Chris Riback: Yes, it’s a very, very powerful, fascinating, and energized network for sure. To close, and it’s funny because nearly all the comments I read about you and from you in preparing for this conversation mentioned this, and then you just used the word a moment ago, and that’s passion. It totally came across how passionate you are about your research. It came across in what I was reading. And it now has come across, of course, in this conversation. Why does passion matter? I mean, Dr. Reid, this is science. Many of us are led to believe that science is meant to be a dispassionate study of reality. Why does passion matter?
Dr. Sonya Reid: I think science is fun. I truly think that. I think it’s something that fuels discovery. It fuels the reason why I keep doing what I keep doing, keep fueling when I’m in that clinic with that patient and we’re running out of options. It actually fuels me to do more research to try to figure out how could we better treat these patients? That way I’m not here 10 years from now trying to tell someone that I don’t have any better option for you. So I think that passion truly keeps science alive. It keeps hope alive, because when you’re dealing with a disease like breast cancer that we have seen it, right? Mortality rates have continued to decline, albeit because of better screening, better treatment.

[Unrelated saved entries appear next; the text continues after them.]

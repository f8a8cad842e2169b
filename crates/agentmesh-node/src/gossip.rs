//! Trust filter store and gossip.
//!
//! Local filters are rebuilt from the capability registry and reputation
//! scores, signed, and broadcast on an interval. Filters received from the
//! network are validated, signature-checked and OR-merged per
//! (capability, tier). Merged filters only grow until the next local rebuild
//! replaces them wholesale.

use std::collections::{BTreeMap, BTreeSet, HashMap};
use std::time::Duration;

use agentmesh_protocol::{
    constants::{DEFAULT_FILTER_BITS, DEFAULT_FILTER_HASHES},
    TrustFilterWire, TrustTier,
};

use crate::{
    auth::{verify_detached, MessageAuth},
    bloom::{BloomTrustFilter, FilterRejection},
};

#[derive(Debug, Clone)]
pub struct TrustConfig {
    pub filter_bits:     usize,
    pub hash_count:      u32,
    pub gossip_interval: Duration,
}

impl Default for TrustConfig {
    fn default() -> Self {
        Self {
            filter_bits:     DEFAULT_FILTER_BITS,
            hash_count:      DEFAULT_FILTER_HASHES,
            gossip_interval: Duration::from_secs(30),
        }
    }
}

type FilterKey = (String, TrustTier);

pub struct TrustFilterStore {
    config:         TrustConfig,
    local_peer:     String,
    local:          HashMap<FilterKey, BloomTrustFilter>,
    network:        HashMap<FilterKey, BloomTrustFilter>,
    last_broadcast: Option<u64>,
}

impl TrustFilterStore {
    pub fn new(config: TrustConfig, local_peer: impl Into<String>) -> Self {
        Self {
            config,
            local_peer:     local_peer.into(),
            local:          HashMap::new(),
            network:        HashMap::new(),
            last_broadcast: None,
        }
    }

    pub fn gossip_interval(&self) -> Duration {
        self.config.gossip_interval
    }

    /// Rebuild every local filter from `providers` (capability → peers) and
    /// the given reputation function. Network filters restart from the new
    /// local filters.
    pub fn rebuild<F>(&mut self, providers: &BTreeMap<String, BTreeSet<String>>, score: F, now: u64)
    where
        F: Fn(&str) -> f64,
    {
        self.local.clear();
        for (capability, peers) in providers {
            let scored: Vec<(&str, f64)> = peers.iter().map(|p| (p.as_str(), score(p))).collect();
            for tier in TrustTier::ALL {
                let threshold = tier.min_reputation_threshold();
                let mut filter = BloomTrustFilter::new(
                    capability.clone(),
                    tier,
                    self.config.filter_bits,
                    self.config.hash_count,
                    self.local_peer.clone(),
                    now,
                );
                for (peer, _) in scored.iter().filter(|(_, s)| *s >= threshold) {
                    filter.insert(peer);
                }
                if filter.member_count > 0 {
                    self.local.insert((capability.clone(), tier), filter);
                }
            }
        }
        self.network = self.local.clone();
        tracing::debug!(filters = self.local.len(), "Trust filters rebuilt");
    }

    /// Signed wire forms of all non-empty local filters, or nothing when the
    /// gossip interval has not elapsed.
    pub fn broadcast_due(&mut self, auth: &MessageAuth, now: u64) -> Vec<TrustFilterWire> {
        let interval = self.config.gossip_interval.as_millis() as u64;
        if self.last_broadcast.is_some_and(|t| now.saturating_sub(t) < interval) {
            return Vec::new();
        }
        self.last_broadcast = Some(now);

        self.local
            .values()
            .filter(|f| f.member_count > 0)
            .map(|f| {
                let mut wire = f.to_wire();
                wire.public_key = auth.public_key().to_vec();
                wire.signature  = auth.sign_bytes(&wire.content_hash());
                wire
            })
            .collect()
    }

    /// Validate and merge a filter received from the network.
    pub fn receive(&mut self, wire: TrustFilterWire) -> Result<(), FilterRejection> {
        let content_hash = wire.content_hash();
        let filter = BloomTrustFilter::from_wire(wire, self.config.filter_bits)?;
        if filter.hash_count() != self.config.hash_count {
            return Err(FilterRejection::Incompatible);
        }

        let (Some(sig), Some(pk)) = (&filter.signature, &filter.public_key) else {
            return Err(FilterRejection::Unsigned);
        };
        let signer = verify_detached(pk, &content_hash, sig)?;
        if signer != filter.created_by {
            return Err(FilterRejection::CreatorMismatch {
                signer,
                creator: filter.created_by.clone(),
            });
        }
        if filter.created_by == self.local_peer {
            return Ok(());
        }

        let key = (filter.capability.clone(), filter.tier);
        let merged = match self.network.get(&key) {
            Some(existing) => existing.merge(&filter)?,
            None => filter,
        };
        tracing::trace!(
            capability = %key.0,
            tier = %key.1,
            members = merged.member_count,
            "Trust filter merged",
        );
        self.network.insert(key, merged);
        Ok(())
    }

    /// Best tier whose local or merged filter tests positive for `peer`.
    pub fn best_tier(&self, capability: &str, peer: &str) -> Option<TrustTier> {
        TrustTier::ALL.into_iter().find(|&tier| {
            let key = (capability.to_owned(), tier);
            self.local.get(&key).is_some_and(|f| f.contains(peer))
                || self.network.get(&key).is_some_and(|f| f.contains(peer))
        })
    }

    pub fn local_filter(&self, capability: &str, tier: TrustTier) -> Option<&BloomTrustFilter> {
        self.local.get(&(capability.to_owned(), tier))
    }

    pub fn network_filter(&self, capability: &str, tier: TrustTier) -> Option<&BloomTrustFilter> {
        self.network.get(&(capability.to_owned(), tier))
    }
}
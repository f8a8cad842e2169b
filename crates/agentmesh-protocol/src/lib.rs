pub mod constants;
pub mod error;
pub mod handshake;
pub mod hash;
pub mod message;
pub mod policy;
pub mod trust;
pub mod version;

pub use constants::*;
pub use error::ProtocolError;
pub use handshake::{EnforcementLevel, HandshakeContext, Rejection};
pub use message::{AppMessage, WireMessage};
pub use policy::{PolicyDocument, PolicyHash};
pub use trust::{TrustFilterWire, TrustTier};
pub use version::ProtocolVersion;
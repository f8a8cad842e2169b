use clap::Parser;
use libp2p::Multiaddr;
use std::{path::PathBuf, time::Duration};

use agentmesh_protocol::{
    constants::{
        DEFAULT_FILTER_BITS, DEFAULT_FILTER_HASHES, DEFAULT_NETWORK_ID, MIN_PROTOCOL_VERSION,
        PROTOCOL_VERSION,
    },
    EnforcementLevel, HandshakeContext, PolicyDocument, ProtocolVersion,
};

use crate::{
    bridge::BridgeConfig,
    dial::DialConfig,
    gossip::TrustConfig,
    latency::LatencyThresholds,
    node::NodeConfig,
    reputation::ReputationConfig,
};

#[derive(Parser, Debug)]
#[command(name = "agentmesh-node", about = "agentmesh trust-and-admission node")]
pub struct Config {
    /// libp2p listen multiaddr.
    #[arg(long, env = "AGENTMESH_LISTEN_ADDR", default_value = "/ip4/0.0.0.0/tcp/9100")]
    pub listen_addr: Multiaddr,

    /// Bootstrap peer multiaddrs (can repeat). Must end in /p2p/<peer id>.
    #[arg(long, env = "AGENTMESH_BOOTSTRAP", value_delimiter = ',')]
    pub bootstrap: Vec<Multiaddr>,

    /// Network identifier exchanged in the handshake.
    #[arg(long, env = "AGENTMESH_NETWORK_ID", default_value = DEFAULT_NETWORK_ID)]
    pub network_id: String,

    /// Handshake enforcement: strict, warn or none.
    #[arg(long, env = "AGENTMESH_ENFORCEMENT", default_value = "strict")]
    pub enforcement: EnforcementLevel,

    /// Oldest peer protocol version accepted.
    #[arg(long, env = "AGENTMESH_MIN_VERSION", default_value_t = MIN_PROTOCOL_VERSION)]
    pub min_version: ProtocolVersion,

    /// Network policy file, one rule per line. An empty policy when absent.
    #[arg(long, env = "AGENTMESH_POLICY_FILE")]
    pub policy_file: Option<PathBuf>,

    /// Upgrade URL sent to peers running a too-old version.
    #[arg(long, env = "AGENTMESH_UPGRADE_URL")]
    pub upgrade_url: Option<String>,

    #[arg(
        long,
        env = "AGENTMESH_HANDSHAKE_TIMEOUT_MS",
        default_value_t = 10_000,
        value_parser = clap::value_parser!(u64).range(1..),
    )]
    pub handshake_timeout_ms: u64,

    /// Grace period between a rejection notice and the disconnect.
    #[arg(long, env = "AGENTMESH_REJECT_DELAY_MS", default_value_t = 1_000)]
    pub reject_delay_ms: u64,

    /// Messages held per peer while its handshake is open.
    #[arg(long, env = "AGENTMESH_MAX_QUEUED", default_value_t = 64)]
    pub max_queued: usize,

    /// Sign outbound application messages and require valid signatures inbound.
    #[arg(long, env = "AGENTMESH_SIGN_MESSAGES", default_value_t = false)]
    pub sign_messages: bool,

    // Dial scheduler

    #[arg(
        long,
        env = "AGENTMESH_DIAL_TICK_MS",
        default_value_t = 500,
        value_parser = clap::value_parser!(u64).range(1..),
    )]
    pub dial_tick_ms: u64,

    #[arg(long, env = "AGENTMESH_DIAL_BASE_BACKOFF_MS", default_value_t = 1_000)]
    pub dial_base_backoff_ms: u64,

    #[arg(long, env = "AGENTMESH_DIAL_MAX_BACKOFF_MS", default_value_t = 60_000)]
    pub dial_max_backoff_ms: u64,

    /// Concurrent outbound dials.
    #[arg(long, env = "AGENTMESH_MAX_IN_FLIGHT", default_value_t = 8)]
    pub max_in_flight: usize,

    #[arg(long, env = "AGENTMESH_DIAL_TIMEOUT_MS", default_value_t = 20_000)]
    pub dial_timeout_ms: u64,

    /// Failures before a candidate is dropped until rediscovered.
    #[arg(long, env = "AGENTMESH_DIAL_MAX_ATTEMPTS", default_value_t = 5)]
    pub dial_max_attempts: u32,

    // Trust filters

    #[arg(long, env = "AGENTMESH_FILTER_BITS", default_value_t = DEFAULT_FILTER_BITS)]
    pub filter_bits: usize,

    #[arg(long, env = "AGENTMESH_FILTER_HASHES", default_value_t = DEFAULT_FILTER_HASHES)]
    pub filter_hashes: u32,

    #[arg(
        long,
        env = "AGENTMESH_GOSSIP_INTERVAL_SECS",
        default_value_t = 30,
        value_parser = clap::value_parser!(u64).range(1..),
    )]
    pub gossip_interval_secs: u64,

    // Latency zones (RTT upper bounds)

    #[arg(long, env = "AGENTMESH_ZONE_LOCAL_MS", default_value_t = 20)]
    pub zone_local_ms: u64,

    #[arg(long, env = "AGENTMESH_ZONE_REGIONAL_MS", default_value_t = 80)]
    pub zone_regional_ms: u64,

    #[arg(long, env = "AGENTMESH_ZONE_CONTINENTAL_MS", default_value_t = 200)]
    pub zone_continental_ms: u64,

    // Reputation

    /// Reputation aggregator URL. Chain reputation is disabled when absent.
    #[arg(long, env = "AGENTMESH_AGGREGATOR_URL")]
    pub aggregator_url: Option<String>,

    /// Solana RPC endpoint used to confirm SATI registration of agent ids.
    #[arg(long, env = "AGENTMESH_RPC_URL")]
    pub rpc_url: Option<String>,

    #[arg(long, env = "AGENTMESH_CHAIN_TTL_SECS", default_value_t = 600)]
    pub chain_ttl_secs: u64,

    // Node

    /// Introspection API listen address, e.g. 127.0.0.1:8180. Disabled when absent.
    #[arg(long, env = "AGENTMESH_API_ADDR")]
    pub api_addr: Option<String>,

    /// Path to the 32-byte Ed25519 secret key file.
    #[arg(long, env = "AGENTMESH_KEYPAIR_PATH", default_value = "agentmesh-identity.key")]
    pub keypair_path: PathBuf,

    /// Capabilities advertised to admitted peers (comma separated).
    #[arg(long, env = "AGENTMESH_CAPABILITIES", value_delimiter = ',')]
    pub capabilities: Vec<String>,
}

impl Config {
    pub fn bootstrap_strings(&self) -> Vec<String> {
        self.bootstrap.iter().map(ToString::to_string).collect()
    }

    /// Local handshake context. Reads the policy file if one is configured.
    pub fn handshake_context(&self) -> anyhow::Result<HandshakeContext> {
        let policy = match &self.policy_file {
            Some(path) => {
                let text = std::fs::read_to_string(path).map_err(|e| {
                    anyhow::anyhow!("failed to read policy file {}: {e}", path.display())
                })?;
                PolicyDocument::from_text(&text)
            }
            None => PolicyDocument::default(),
        };
        if self.min_version > PROTOCOL_VERSION {
            anyhow::bail!(
                "min version {} is newer than this node's protocol version {}",
                self.min_version,
                PROTOCOL_VERSION,
            );
        }
        Ok(HandshakeContext {
            version:     PROTOCOL_VERSION,
            min_version: self.min_version,
            network_id:  self.network_id.clone(),
            policy_hash: policy.hash(),
            upgrade_url: self.upgrade_url.clone(),
        })
    }

    pub fn bridge_config(&self) -> BridgeConfig {
        BridgeConfig {
            enforcement:       self.enforcement,
            handshake_timeout: Duration::from_millis(self.handshake_timeout_ms),
            reject_delay:      Duration::from_millis(self.reject_delay_ms),
            max_queued:        self.max_queued,
        }
    }

    pub fn dial_config(&self) -> DialConfig {
        DialConfig {
            tick_interval: Duration::from_millis(self.dial_tick_ms),
            base_backoff:  Duration::from_millis(self.dial_base_backoff_ms),
            max_backoff:   Duration::from_millis(self.dial_max_backoff_ms),
            max_in_flight: self.max_in_flight,
            dial_timeout:  Duration::from_millis(self.dial_timeout_ms),
            max_attempts:  self.dial_max_attempts,
            ..DialConfig::default()
        }
    }

    pub fn trust_config(&self) -> TrustConfig {
        TrustConfig {
            filter_bits:     self.filter_bits,
            hash_count:      self.filter_hashes,
            gossip_interval: Duration::from_secs(self.gossip_interval_secs),
        }
    }

    pub fn latency_thresholds(&self) -> LatencyThresholds {
        LatencyThresholds {
            local:       Duration::from_millis(self.zone_local_ms),
            regional:    Duration::from_millis(self.zone_regional_ms),
            continental: Duration::from_millis(self.zone_continental_ms),
        }
    }

    pub fn reputation_config(&self) -> ReputationConfig {
        ReputationConfig {
            chain_ttl: Duration::from_secs(self.chain_ttl_secs),
            ..ReputationConfig::default()
        }
    }

    pub fn node_config(&self) -> anyhow::Result<NodeConfig> {
        let bridge = self.bridge_config();
        Ok(NodeConfig {
            handshake:      self.handshake_context()?,
            // Sweep often enough that a timeout is noticed within a tenth of it.
            sweep_interval: (bridge.handshake_timeout / 10).max(Duration::from_millis(100)),
            bridge,
            dial:           self.dial_config(),
            trust:          self.trust_config(),
            latency:        self.latency_thresholds(),
            reputation:     self.reputation_config(),
            sign_messages:  self.sign_messages,
            bootstrap:      self.bootstrap_strings(),
            capabilities:   self.capabilities.clone(),
        })
    }
}

#[cfg(test)]
mod tests {
    use super::*;
    use std::io::Write;

    #[test]
    fn defaults_match_component_defaults() {
        let cfg = Config::parse_from(["agentmesh-node"]);
        assert_eq!(cfg.enforcement, EnforcementLevel::Strict);
        assert_eq!(cfg.network_id, DEFAULT_NETWORK_ID);

        let bridge = cfg.bridge_config();
        let default = BridgeConfig::default();
        assert_eq!(bridge.handshake_timeout, default.handshake_timeout);
        assert_eq!(bridge.reject_delay, default.reject_delay);
        assert_eq!(bridge.max_queued, default.max_queued);

        let dial = cfg.dial_config();
        assert_eq!(dial.max_in_flight, DialConfig::default().max_in_flight);
        assert_eq!(cfg.latency_thresholds(), LatencyThresholds::default());
    }

    #[test]
    fn flags_parse_into_typed_values() {
        let cfg = Config::parse_from([
            "agentmesh-node",
            "--enforcement", "warn",
            "--min-version", "1.0.0",
            "--capabilities", "translate,summarize",
            "--bootstrap", "/ip4/10.0.0.1/tcp/9100/p2p/12D3KooWLudabD69eAYzfoZMVRqJb8XHBLDKsQvRn6Q9hTQqvMuY",
        ]);
        assert_eq!(cfg.enforcement, EnforcementLevel::Warn);
        assert_eq!(cfg.capabilities, ["translate", "summarize"]);
        assert!(cfg.bootstrap_strings()[0].ends_with("/p2p/12D3KooWLudabD69eAYzfoZMVRqJb8XHBLDKsQvRn6Q9hTQqvMuY"));
        assert!(Config::try_parse_from(["agentmesh-node", "--enforcement", "lax"]).is_err());
    }

    #[test]
    fn zero_intervals_are_refused() {
        for flag in ["--dial-tick-ms", "--gossip-interval-secs", "--handshake-timeout-ms"] {
            assert!(Config::try_parse_from(["agentmesh-node", flag, "0"]).is_err(), "{flag} accepted 0");
            assert!(Config::try_parse_from(["agentmesh-node", flag, "1"]).is_ok());
        }
    }

    #[test]
    fn policy_file_drives_policy_hash() {
        let path = std::env::temp_dir().join(format!("agentmesh-policy-{}.txt", std::process::id()));
        let mut f = std::fs::File::create(&path).unwrap();
        writeln!(f, "# comment\nno-spam\n\nrate-limit 10/s").unwrap();

        let cfg = Config::parse_from(["agentmesh-node", "--policy-file", path.to_str().unwrap()]);
        let ctx = cfg.handshake_context().unwrap();
        assert_eq!(ctx.policy_hash, PolicyDocument::new(["no-spam", "rate-limit 10/s"]).hash());
        std::fs::remove_file(&path).ok();

        let missing = Config::parse_from(["agentmesh-node", "--policy-file", "/nonexistent/policy"]);
        assert!(missing.handshake_context().is_err());
    }
}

But I think when we’re not able to give those treatment advances or those better strategies to all of our patients, I think that’s something that without passion and with us just keep allowing it to just pass us by and we hear it, it’s almost like it reels off your tongue nowadays. I told someone recently, if I hear that 40 percent higher mortality rate one more time, I may scream, because you hear it over and over again. And I think we have been hearing it for a while now. And it feels like it’s not going anywhere. Unless we have enough people that are passionate enough about that to make a difference, then we’ll be here in years to come as well.
Chris Riback: Well, I hope that we are here in years to come, but talking about new topics and new advancements, many of which will have been constructed and advanced by you and your team. Dr. Reid, thank you. Thank you for your work. Thank you for your time. Thank you for your passion.